use httpmock::prelude::*;
use serde_json::json;
use vendor_client::{ClientError, VendorClient};
use vendor_types::{DomainError, MessageDraft, ThreadId, ThreadStatus};

fn threads_body() -> serde_json::Value {
    json!({
        "threads": [
            { "id": "thr_closed", "status": "closed", "seller_id": "sel_1", "created_at": "2024-05-01T10:00:00Z" },
            { "id": "thr_open", "status": "open", "seller_id": "sel_1", "created_at": "2024-05-02T10:00:00Z" }
        ]
    })
}

#[tokio::test]
async fn test_active_conversation_loads_open_thread_messages() {
    let server = MockServer::start_async().await;

    server
        .mock_async(|when, then| {
            when.method(GET).path("/vendorapp/support");
            then.status(200).json_body(threads_body());
        })
        .await;

    let messages = server
        .mock_async(|when, then| {
            when.method(GET).path("/vendorapp/support/thr_open/messages");
            then.status(200).json_body(json!({
                "messages": [
                    { "id": "msg_1", "body": "Iniciando chat de soporte", "author_type": "seller", "created_at": "2024-05-02T10:00:00Z" },
                    { "id": "msg_2", "body": "Hola, ¿en qué ayudamos?", "author_type": "admin", "created_at": "2024-05-02T10:05:00Z" }
                ]
            }));
        })
        .await;

    let client = VendorClient::new(server.base_url()).with_token("jwt");
    let conversation = client.active_conversation().await.unwrap().unwrap();

    assert_eq!(conversation.thread.id, ThreadId::new("thr_open"));
    assert_eq!(conversation.thread.status, ThreadStatus::Open);
    assert_eq!(conversation.messages.len(), 2);
    assert!(conversation.messages[0].is_from_seller());
    assert!(!conversation.messages[1].is_from_seller());
    messages.assert_async().await;
}

#[tokio::test]
async fn test_active_conversation_without_threads() {
    let server = MockServer::start_async().await;

    server
        .mock_async(|when, then| {
            when.method(GET).path("/vendorapp/support");
            then.status(200).json_body(json!({ "threads": [] }));
        })
        .await;

    let client = VendorClient::new(server.base_url());
    assert!(client.active_conversation().await.unwrap().is_none());
}

#[tokio::test]
async fn test_create_thread_posts_first_message() {
    let server = MockServer::start_async().await;

    let create = server
        .mock_async(|when, then| {
            when.method(POST)
                .path("/vendorapp/support")
                .json_body(json!({ "body": "Iniciando chat de soporte" }));
            then.status(200).json_body(json!({
                "thread": { "id": "thr_new", "status": "open", "seller_id": "sel_1", "created_at": "2024-05-03T09:00:00Z" }
            }));
        })
        .await;

    let client = VendorClient::new(server.base_url()).with_token("jwt");
    let draft = MessageDraft::new("Iniciando chat de soporte").unwrap();
    let thread = client.create_thread(&draft).await.unwrap();

    assert_eq!(thread.id.as_str(), "thr_new");
    assert!(thread.accepts_messages());
    create.assert_async().await;
}

#[tokio::test]
async fn test_reply_sends_to_active_open_thread() {
    let server = MockServer::start_async().await;

    server
        .mock_async(|when, then| {
            when.method(GET).path("/vendorapp/support");
            then.status(200).json_body(threads_body());
        })
        .await;

    let send = server
        .mock_async(|when, then| {
            when.method(POST)
                .path("/vendorapp/support/thr_open/messages")
                .json_body(json!({ "body": "¿Cuándo aprueban mi tienda?" }));
            then.status(200).json_body(json!({ "message": { "id": "msg_3" } }));
        })
        .await;

    let client = VendorClient::new(server.base_url()).with_token("jwt");
    let draft = MessageDraft::new("¿Cuándo aprueban mi tienda?").unwrap();
    let sent_to = client.reply(&draft).await.unwrap();

    assert_eq!(sent_to, Some(ThreadId::new("thr_open")));
    send.assert_async().await;
}

#[tokio::test]
async fn test_reply_refuses_closed_thread() {
    let server = MockServer::start_async().await;

    server
        .mock_async(|when, then| {
            when.method(GET).path("/vendorapp/support");
            then.status(200).json_body(json!({
                "threads": [
                    { "id": "thr_closed", "status": "closed", "seller_id": "sel_1", "created_at": "2024-05-01T10:00:00Z" }
                ]
            }));
        })
        .await;

    let send = server
        .mock_async(|when, then| {
            when.method(POST).path("/vendorapp/support/thr_closed/messages");
            then.status(200);
        })
        .await;

    let client = VendorClient::new(server.base_url()).with_token("jwt");
    let draft = MessageDraft::new("hola").unwrap();
    let err = client.reply(&draft).await.unwrap_err();

    assert!(matches!(
        err,
        ClientError::Domain(DomainError::ThreadClosed(id)) if id.as_str() == "thr_closed"
    ));
    assert_eq!(send.hits_async().await, 0);
}
//! Data Transfer Objects (DTOs) for requests and responses.

use chrono::{DateTime, Utc};
use serde::{Deserialize, Serialize};

use crate::domain::{SupportMessage, SupportThread};

// ─────────────────────────────────────────────────────────────────────────────
// Auth DTOs
// ─────────────────────────────────────────────────────────────────────────────

/// Email/password login body.
#[derive(Debug, Clone, Serialize, Deserialize)]
pub struct EmailPassCredentials {
    pub email: String,
    pub password: String,
}

/// Body for registering a new auth identity.
#[derive(Debug, Clone, Serialize, Deserialize)]
pub struct RegisterIdentityRequest {
    pub email: String,
    pub password: String,
    #[serde(rename = "confirmPassword")]
    pub confirm_password: String,
    #[serde(skip_serializing_if = "Option::is_none")]
    pub metadata: Option<SignupMetadata>,
}

#[derive(Debug, Clone, Serialize, Deserialize)]
pub struct SignupMetadata {
    #[serde(rename = "__signup_extra")]
    pub signup_extra: SignupExtra,
}

#[derive(Debug, Clone, Serialize, Deserialize)]
pub struct SignupExtra {
    pub created_at: DateTime<Utc>,
}

impl SignupMetadata {
    pub fn now() -> Self {
        Self {
            signup_extra: SignupExtra {
                created_at: Utc::now(),
            },
        }
    }
}

/// Answer of the login and register routes.
///
/// Third-party providers answer with a redirect location instead of a token.
#[derive(Debug, Clone, PartialEq, Eq, Serialize, Deserialize)]
#[serde(untagged)]
pub enum AuthResponse {
    Token { token: String },
    Redirect { location: String },
}

#[derive(Debug, Clone, Serialize, Deserialize)]
pub struct ResetPasswordRequest {
    pub identifier: String,
}

#[derive(Debug, Clone, Serialize, Deserialize)]
pub struct UpdatePasswordRequest {
    pub password: String,
}

// ─────────────────────────────────────────────────────────────────────────────
// Support DTOs
// ─────────────────────────────────────────────────────────────────────────────

#[derive(Debug, Clone, Serialize, Deserialize)]
pub struct ThreadsResponse {
    pub threads: Vec<SupportThread>,
}

#[derive(Debug, Clone, Serialize, Deserialize)]
pub struct MessagesResponse {
    pub messages: Vec<SupportMessage>,
}

#[derive(Debug, Clone, Serialize, Deserialize)]
pub struct ThreadResponse {
    pub thread: SupportThread,
}

/// The active support thread and its messages.
#[derive(Debug, Clone, Serialize, Deserialize)]
pub struct Conversation {
    pub thread: SupportThread,
    pub messages: Vec<SupportMessage>,
}

#[cfg(test)]
mod tests {
    use super::*;

    #[test]
    fn test_auth_response_token() {
        let resp: AuthResponse = serde_json::from_str(r#"{"token":"jwt"}"#).unwrap();
        assert_eq!(resp, AuthResponse::Token { token: "jwt".into() });
    }

    #[test]
    fn test_auth_response_redirect() {
        let resp: AuthResponse =
            serde_json::from_str(r#"{"location":"https://idp.example.com"}"#).unwrap();
        assert!(matches!(resp, AuthResponse::Redirect { .. }));
    }

    #[test]
    fn test_register_identity_wire_format() {
        let req = RegisterIdentityRequest {
            email: "a@b.c".into(),
            password: "pw".into(),
            confirm_password: "pw".into(),
            metadata: Some(SignupMetadata::now()),
        };
        let json = serde_json::to_value(&req).unwrap();
        assert_eq!(json["confirmPassword"], "pw");
        assert!(json["metadata"]["__signup_extra"]["created_at"].is_string());
    }
}
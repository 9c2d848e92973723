use crate::state::AppState;
use axum::Router;

pub mod claims;
pub mod dto;
pub mod extractors;
pub mod guards;
pub mod handlers;
pub mod jwt;
pub mod memory;
pub mod middleware;
pub mod password;
pub mod repo;
pub mod repo_types;

pub fn router(state: &AppState) -> Router<AppState> {
    handlers::auth_routes(state)
}
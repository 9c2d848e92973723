use std::sync::Arc;

use jsonwebtoken::{
    decode, encode, errors::ErrorKind, Algorithm, DecodingKey, EncodingKey, Header, Validation,
};
use thiserror::Error;
use time::{Duration, OffsetDateTime};
use tracing::{debug, info};

use super::{claims::TokenPayload, repo::UserRepository, repo_types::User};
use crate::{config::JwtConfig, error::AuthError};

/// Why a token failed structural verification. Revocation is decided later,
/// against the live user record.
#[derive(Debug, Error, Clone, Copy, PartialEq, Eq)]
pub enum TokenError {
    #[error("malformed token")]
    Malformed,
    #[error("expired token")]
    Expired,
}

/// Issues, verifies and revokes bearer tokens.
#[derive(Clone)]
pub struct TokenService {
    encoding: EncodingKey,
    decoding: DecodingKey,
    issuer: String,
    audience: String,
    ttl: Duration,
    users: Arc<dyn UserRepository>,
}

impl TokenService {
    pub fn new(cfg: &JwtConfig, users: Arc<dyn UserRepository>) -> Self {
        Self {
            encoding: EncodingKey::from_secret(cfg.secret.as_bytes()),
            decoding: DecodingKey::from_secret(cfg.secret.as_bytes()),
            issuer: cfg.issuer.clone(),
            audience: cfg.audience.clone(),
            ttl: Duration::seconds(cfg.ttl_minutes.saturating_mul(60)),
            users,
        }
    }

    /// Signs a token for `user` under its current revocation epoch.
    pub fn issue(&self, user: &User) -> Result<String, AuthError> {
        let now = OffsetDateTime::now_utc();
        let payload = TokenPayload {
            user_id: user.id,
            email: user.email.clone(),
            role: user.role,
            token_version: user.token_version,
            iat: now.unix_timestamp(),
            exp: now
                .checked_add(self.ttl)
                .ok_or_else(|| AuthError::Internal(anyhow::anyhow!("token expiry out of range")))?
                .unix_timestamp(),
            iss: self.issuer.clone(),
            aud: self.audience.clone(),
        };
        let token = encode(&Header::new(Algorithm::HS256), &payload, &self.encoding)
            .map_err(|e| AuthError::Internal(anyhow::anyhow!("jwt encode: {e}")))?;
        debug!(user_id = user.id, token_version = user.token_version, "jwt signed");
        Ok(token)
    }

    /// Signature, issuer, audience and expiry only.
    pub fn verify(&self, token: &str) -> Result<TokenPayload, TokenError> {
        let mut validation = Validation::new(Algorithm::HS256);
        validation.set_audience(std::slice::from_ref(&self.audience));
        validation.set_issuer(std::slice::from_ref(&self.issuer));
        validation.leeway = 0;

        let data = decode::<TokenPayload>(token, &self.decoding, &validation).map_err(|e| {
            match e.kind() {
                ErrorKind::ExpiredSignature => TokenError::Expired,
                _ => TokenError::Malformed,
            }
        })?;

        // The library accepts exp == now; a token is only valid strictly before exp.
        if OffsetDateTime::now_utc().unix_timestamp() >= data.claims.exp {
            return Err(TokenError::Expired);
        }
        debug!(user_id = data.claims.user_id, "jwt verified");
        Ok(data.claims)
    }

    /// Invalidates every token issued to `user_id` so far.
    pub async fn revoke(&self, user_id: i64) -> Result<(), AuthError> {
        match self.users.increment_token_version(user_id).await? {
            Some(version) => {
                info!(user_id, token_version = version, "tokens revoked");
                Ok(())
            }
            None => Err(AuthError::NotFound("User")),
        }
    }
}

++++++++++++++++++++

■ PROBLEM DETAILS:
When a line of the records has the word "tienda", pick it out and copy it.

■ ANSWER SPACE:
                .json_body(json!({ "body": "¿Cuándo aprueban mi tienda?" }));
    let draft = MessageDraft::new("¿Cuándo aprueban mi tienda?").unwrap();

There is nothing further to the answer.